Do your clients seem
crazy? By Sarah Gilbert
Seemingly erratic behavior by customers or managers cannot be understood
without considering their beliefs and circumstances.
I had worked in technology consulting for less than a year when I started to
realize that all of our clients were “crazy.” At least that’s what most of my co-workers thought, and I was
starting to agree with them.
For a while, I wondered if it was us. Was there something special that our company
offered that seemed to attract the biggest loons? So, I changed jobs to work with different clients and different
co-workers. But those clients were crazy, too. (Even crazier, actually.)

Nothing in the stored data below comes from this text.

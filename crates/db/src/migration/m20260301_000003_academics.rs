//! Exams, exam results and attendance.

use sea_orm_migration::{prelude::*, schema::*};

use super::m20260301_000001_tenancy::{Classes, Schools, Students, Subjects};

#[derive(DeriveMigrationName)]
pub struct Migration;

#[async_trait::async_trait]
impl MigrationTrait for Migration {
    async fn up(&self, manager: &SchemaManager) -> Result<(), DbErr> {
        manager
            .create_table(
                Table::create()
                    .table(Exams::Table)
                    .if_not_exists()
                    .col(pk_uuid(Exams::Id))
                    .col(uuid(Exams::SchoolId))
                    .col(uuid(Exams::ClassId))
                    .col(uuid(Exams::SubjectId))
                    .col(uuid(Exams::SessionId))
                    .col(uuid(Exams::TermId))
                    .col(string(Exams::Title))
                    .col(decimal_len(Exams::MaxScore, 5, 2).default(100))
                    .col(date_null(Exams::ExamDate))
                    .col(uuid_null(Exams::CreatedBy))
                    .col(timestamp_with_time_zone(Exams::CreatedAt).default(Expr::current_timestamp()))
                    .col(timestamp_with_time_zone(Exams::UpdatedAt).default(Expr::current_timestamp()))
                    .foreign_key(
                        ForeignKey::create()
                            .name("fk_exams_school")
                            .from(Exams::Table, Exams::SchoolId)
                            .to(Schools::Table, Schools::Id)
                            .on_delete(ForeignKeyAction::Cascade),
                    )
                    .foreign_key(
                        ForeignKey::create()
                            .name("fk_exams_class")
                            .from(Exams::Table, Exams::ClassId)
                            .to(Classes::Table, Classes::Id)
                            .on_delete(ForeignKeyAction::Cascade),
                    )
                    .foreign_key(
                        ForeignKey::create()
                            .name("fk_exams_subject")
                            .from(Exams::Table, Exams::SubjectId)
                            .to(Subjects::Table, Subjects::Id)
                            .on_delete(ForeignKeyAction::Cascade),
                    )
                    .to_owned(),
            )
            .await?;

        manager
            .create_table(
                Table::create()
                    .table(ExamResults::Table)
                    .if_not_exists()
                    .col(pk_uuid(ExamResults::Id))
                    .col(uuid(ExamResults::ExamId))
                    .col(uuid(ExamResults::StudentId))
                    .col(decimal_len(ExamResults::Score, 5, 2))
                    .col(string_len(ExamResults::Grade, 2))
                    .col(text_null(ExamResults::Remark))
                    .col(uuid_null(ExamResults::GradedBy))
                    .col(timestamp_with_time_zone(ExamResults::CreatedAt).default(Expr::current_timestamp()))
                    .col(timestamp_with_time_zone(ExamResults::UpdatedAt).default(Expr::current_timestamp()))
                    .foreign_key(
                        ForeignKey::create()
                            .name("fk_exam_results_exam")
                            .from(ExamResults::Table, ExamResults::ExamId)
                            .to(Exams::Table, Exams::Id)
                            .on_delete(ForeignKeyAction::Cascade),
                    )
                    .foreign_key(
                        ForeignKey::create()
                            .name("fk_exam_results_student")
                            .from(ExamResults::Table, ExamResults::StudentId)
                            .to(Students::Table, Students::Id)
                            .on_delete(ForeignKeyAction::Cascade),
                    )
                    .to_owned(),
            )
            .await?;

        manager
            .create_index(
                Index::create()
                    .name("uq_exam_results_exam_student")
                    .table(ExamResults::Table)
                    .col(ExamResults::ExamId)
                    .col(ExamResults::StudentId)
                    .unique()
                    .to_owned(),
            )
            .await?;

        manager
            .create_table(
                Table::create()
                    .table(Attendances::Table)
                    .if_not_exists()
                    .col(pk_uuid(Attendances::Id))
                    .col(uuid(Attendances::SchoolId))
                    .col(uuid(Attendances::ClassId))
                    .col(uuid(Attendances::StudentId))
                    .col(date(Attendances::Date))
                    .col(string_len(Attendances::Status, 20))
                    .col(text_null(Attendances::Remark))
                    .col(uuid_null(Attendances::RecordedBy))
                    .col(timestamp_with_time_zone(Attendances::CreatedAt).default(Expr::current_timestamp()))
                    .col(timestamp_with_time_zone(Attendances::UpdatedAt).default(Expr::current_timestamp()))
                    .foreign_key(
                        ForeignKey::create()
                            .name("fk_attendances_student")
                            .from(Attendances::Table, Attendances::StudentId)
                            .to(Students::Table, Students::Id)
                            .on_delete(ForeignKeyAction::Cascade),
                    )
                    .foreign_key(
                        ForeignKey::create()
                            .name("fk_attendances_class")
                            .from(Attendances::Table, Attendances::ClassId)
                            .to(Classes::Table, Classes::Id)
                            .on_delete(ForeignKeyAction::Cascade),
                    )
                    .to_owned(),
            )
            .await?;

        manager
            .create_index(
                Index::create()
                    .name("uq_attendances_student_date")
                    .table(Attendances::Table)
                    .col(Attendances::StudentId)
                    .col(Attendances::Date)
                    .unique()
                    .to_owned(),
            )
            .await?;

        manager
            .create_index(
                Index::create()
                    .name("idx_attendances_class_date")
                    .table(Attendances::Table)
                    .col(Attendances::ClassId)
                    .col(Attendances::Date)
                    .to_owned(),
            )
            .await?;

        Ok(())
    }

    async fn down(&self, manager: &SchemaManager) -> Result<(), DbErr> {
        manager
            .drop_table(Table::drop().table(Attendances::Table).if_exists().to_owned())
            .await?;
        manager
            .drop_table(Table::drop().table(ExamResults::Table).if_exists().to_owned())
            .await?;
        manager
            .drop_table(Table::drop().table(Exams::Table).if_exists().to_owned())
            .await?;
        Ok(())
    }
}

#[derive(DeriveIden)]
enum Exams {
    Table,
    Id,
    SchoolId,
    ClassId,
    SubjectId,
    SessionId,
    TermId,
    Title,
    MaxScore,
    ExamDate,
    CreatedBy,
    CreatedAt,
    UpdatedAt,
}

#[derive(DeriveIden)]
enum ExamResults {
    Table,
    Id,
    ExamId,
    StudentId,
    Score,
    Grade,
    Remark,
    GradedBy,
    CreatedAt,
    UpdatedAt,
}

#[derive(DeriveIden)]
enum Attendances {
    Table,
    Id,
    SchoolId,
    ClassId,
    StudentId,
    Date,
    Status,
    Remark,
    RecordedBy,
    CreatedAt,
    UpdatedAt,
}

By that time, I had a large enough sample size that I needed to start re-thinking
my hypothesis. It wasn’t statistically possible that everyone in our organization was sane while everyone in their
organization was nuts. This re-considering also happend to coincide with moving to a more senior position within my
new company.
In spite of what my former peers might have thought, I hadn’t joined the dark side
or become a bubblehead after sticking an upper management title on my business card. I had simply acquired more
context, because I had more access to the beliefs and constraints that were driving the clients’ decisions. And
although I was able to confirm that a few of them were really, truly nuts, most of them weren’t.

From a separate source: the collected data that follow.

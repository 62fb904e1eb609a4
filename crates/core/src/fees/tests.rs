//! Unit tests for fee resolution.

use rust_decimal_macros::dec;
use scholaris_shared::types::{
    AcademicSessionId, ClassId, FeeId, SchoolId, SectionId, StudentId, TermId,
};

use super::*;

struct Fixture {
    school: SchoolId,
    section: SectionId,
    class: ClassId,
    session: AcademicSessionId,
    term: TermId,
}

impl Fixture {
    fn new() -> Self {
        Self {
            school: SchoolId::new(),
            section: SectionId::new(),
            class: ClassId::new(),
            session: AcademicSessionId::new(),
            term: TermId::new(),
        }
    }

    fn fee(&self, scope: FeeScope, amount: rust_decimal::Decimal) -> FeeRule {
        FeeRule {
            id: FeeId::new(),
            school_id: self.school,
            session_id: self.session,
            term_id: self.term,
            amount,
            scope,
            is_active: true,
        }
    }

    fn student(&self, class_id: Option<ClassId>, sections: Vec<SectionId>) -> StudentProfile {
        StudentProfile {
            id: StudentId::new(),
            school_id: self.school,
            class_id,
            section_ids: sections,
        }
    }
}

#[test]
fn test_no_fees_means_zero_total() {
    let fx = Fixture::new();
    let student = fx.student(Some(fx.class), vec![fx.section]);

    assert_eq!(FeeResolver::total_for(&[], &student, PeriodFilter::ALL), dec!(0));
}

#[test]
fn test_class_and_school_fees_add_up() {
    let fx = Fixture::new();
    let student = fx.student(Some(fx.class), vec![]);
    let fees = vec![
        fx.fee(FeeScope::Class(fx.class), dec!(50000)),
        fx.fee(FeeScope::School, dec!(10000)),
    ];

    assert_eq!(
        FeeResolver::total_for(&fees, &student, PeriodFilter::ALL),
        dec!(60000)
    );
}

#[test]
fn test_section_fee_requires_membership() {
    let fx = Fixture::new();
    let fees = vec![fx.fee(FeeScope::Section(fx.section), dec!(2500))];

    let member = fx.student(None, vec![fx.section]);
    let outsider = fx.student(None, vec![SectionId::new()]);

    assert_eq!(FeeResolver::total_for(&fees, &member, PeriodFilter::ALL), dec!(2500));
    assert_eq!(FeeResolver::total_for(&fees, &outsider, PeriodFilter::ALL), dec!(0));
}

#[test]
fn test_student_fee_is_additive() {
    let fx = Fixture::new();
    let student = fx.student(Some(fx.class), vec![]);
    let other = fx.student(Some(fx.class), vec![]);
    let fees = vec![
        fx.fee(FeeScope::Class(fx.class), dec!(1000)),
        fx.fee(FeeScope::Student(student.id), dec!(300)),
    ];

    assert_eq!(FeeResolver::total_for(&fees, &student, PeriodFilter::ALL), dec!(1300));
    assert_eq!(FeeResolver::total_for(&fees, &other, PeriodFilter::ALL), dec!(1000));
}

#[test]
fn test_inactive_and_foreign_fees_are_ignored() {
    let fx = Fixture::new();
    let student = fx.student(Some(fx.class), vec![]);

    let mut inactive = fx.fee(FeeScope::School, dec!(100));
    inactive.is_active = false;
    let mut foreign = fx.fee(FeeScope::School, dec!(200));
    foreign.school_id = SchoolId::new();

    assert_eq!(
        FeeResolver::total_for(&[inactive, foreign], &student, PeriodFilter::ALL),
        dec!(0)
    );
}

#[test]
fn test_period_filter() {
    let fx = Fixture::new();
    let student = fx.student(None, vec![]);
    let mut other_term = fx.fee(FeeScope::School, dec!(40));
    other_term.term_id = TermId::new();
    let fees = vec![fx.fee(FeeScope::School, dec!(60)), other_term];

    let this_term = PeriodFilter {
        session_id: Some(fx.session),
        term_id: Some(fx.term),
    };
    assert_eq!(FeeResolver::total_for(&fees, &student, this_term), dec!(60));
    assert_eq!(FeeResolver::total_for(&fees, &student, PeriodFilter::ALL), dec!(100));
}

#[test]
fn test_malformed_rows_convert_to_none() {
    let section = SectionId::new();
    assert_eq!(
        FeeScope::from_columns(FeeScopeKind::Class, section, None, None),
        None
    );
    assert_eq!(
        FeeScope::from_columns(FeeScopeKind::Student, section, Some(ClassId::new()), None),
        None
    );
    assert_eq!(
        FeeScope::from_columns(FeeScopeKind::Section, section, None, None),
        Some(FeeScope::Section(section))
    );
}

#[test]
fn test_scope_for_input_requires_keys() {
    let section = SectionId::new();
    assert_eq!(
        FeeResolver::scope_for_input(FeeScopeKind::Class, section, None, None),
        Err(FeeError::MissingClass)
    );
    assert_eq!(
        FeeResolver::scope_for_input(FeeScopeKind::Student, section, None, None),
        Err(FeeError::MissingStudent)
    );
    assert_eq!(
        FeeResolver::scope_for_input(FeeScopeKind::School, section, None, None),
        Ok(FeeScope::School)
    );
}

#[test]
fn test_scope_kind_parse() {
    assert_eq!("class".parse::<FeeScopeKind>(), Ok(FeeScopeKind::Class));
    assert!("district".parse::<FeeScopeKind>().is_err());
    assert_eq!(FeeScope::Student(StudentId::new()).kind(), FeeScopeKind::Student);
}

#[test]
fn test_validate_amount() {
    assert!(FeeResolver::validate_amount(dec!(0.01)).is_ok());
    assert_eq!(
        FeeResolver::validate_amount(dec!(0)),
        Err(FeeError::NonPositiveAmount)
    );
    assert!(FeeResolver::validate_amount(MAX_AMOUNT).is_ok());
    assert_eq!(
        FeeResolver::validate_amount(dec!(10000000000)),
        Err(FeeError::AmountTooLarge)
    );
    assert_eq!(
        FeeResolver::validate_amount(rust_decimal::Decimal::MAX),
        Err(FeeError::AmountTooLarge)
    );
}

#[test]
fn test_max_amount_matches_column_limit() {
    assert_eq!(MAX_AMOUNT, dec!(9999999999.99));
}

Instead of wondering why we were suddenly trashing a component of a product that
seemed to be central to its appeal in the middle of the project (leading me to conclude once again, that the client
was crazy), I saw it as a rational decision made under budget or competitor duress. I also started to get the sense
that the client might think we were crazy, too. Maybe we were.
I have since come to the conclusion that most people are almost always acting
rationally IF (and that’s a really big “if”), you take into consideration both their circumstances and their
beliefs. And that is where the rub is. Most people don’t go around spouting what their beliefs are. In fact, some
people aren’t always aware of what their beliefs are. Further complicating the issue is that most of us also assume
that our beliefs are the same as others.
Let’s say, for example, that I’m a manager and I believe that technology is the
same as magic. So, as your boss, I would like you to invent a perpetual motion machine. You, the proud owner of an
undergraduate degree in physics, explain to me that it will not be possible. Because, according to important laws
of the universe, eventually our machine would come to a grinding halt.
“But why?” I ask.
“Because of laws that have to do with friction and thermodynamics,” you
say.
“I think those are just excuses,” I say.
This could go on forever, until, ideally one day you uncover the fact that I
believe in magic, and I actually believe that you are really a magician, even though your job title says technical
developer. Making this discovery is unlikely to make you change my belief, but at least now you have a better
understanding of my point-of-view. This is crucial to your communication with me (and my communication with you,
incidentally).
So, next time, you think someone is just crazy, poke around and try to find out
why they might be acting that way. Consider who they are and what circumstances they’re in. If you can get outside
your own crazy ideas, they might just seem a little more sane after all.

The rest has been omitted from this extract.